Phenobarbital (PB) has long been considered the standard first-line therapy for neonatal seizures, despite suboptimal efficacy and concerns about neurotoxicity and adverse cardiopulmonary effects. Levetiracetam (LEV), a newer antiseizure medication with a more favorable safety profile, has emerged as a potential alternative. This systematic review and meta-analysis aimed to compare the efficacy and safety of LEV versus PB when used as first-line treatment for neonatal seizures.

Methods

A systematic search of PubMed, Scopus, and Web of Science from inception to September 2025 identified eligible randomized controlled trials (RCTs) and observational studies comparing first-line LEV with PB in neonates. Data were pooled using random-effects models to calculate risk ratios (RRs) with 95% confidence intervals (CIs). Heterogeneity, publication bias, and potential effect modifiers were explored through subgroup, and meta-regression analyses.

Results

Twenty-six studies (13 RCTs and 13 observational cohorts) including 9,854 neonates (LEV = 1,601; PB = 8,253) were analyzed. The overall rate of seizure control did not differ significantly between LEV and PB (RR = 0.92, 95% CI 0.82–1.03; p = 0.16). Subgroup analyses by study design yielded consistent findings. LEV was associated with significantly fewer adverse events (RR = 3.59, 95% CI 1.85–6.95; I² = 86%), particularly lower risks of hypotension (RR = 3.90, 95% CI 1.94–7.87) and respiratory depression (RR = 2.06, 95% CI 1.23–3.47) compared with PB. Mortality rates were similar between groups (RR = 1.27, 95% CI 0.84–1.91).
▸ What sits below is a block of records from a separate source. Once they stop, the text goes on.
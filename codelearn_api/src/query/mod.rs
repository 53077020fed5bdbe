mod common;
pub use self::common::{Query, QueryCommon};

mod course;
pub use self::course::CourseQuery;

mod contest;
pub use self::contest::ContestQuery;

mod problem;
pub use self::problem::ProblemQuery;

mod class;
pub use self::class::ClassQuery;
Meta-regression revealed that higher gestational age and birth weight were associated with better seizure control, whereas older age at seizure onset predicted poorer response.

Conclusion

LEV and PB demonstrate comparable efficacy for first-line treatment of neonatal seizures; however, LEV provides a more favorable safety and tolerability profile, particularly with respect to cardiopulmonary stability. These findings support the consideration of LEV as an alternative first-line agent, especially in neonates at risk for hemodynamic or respiratory compromise. Further large, high-quality RCTs with standardized EEG confirmation and long-term neurodevelopmental follow-up are warranted.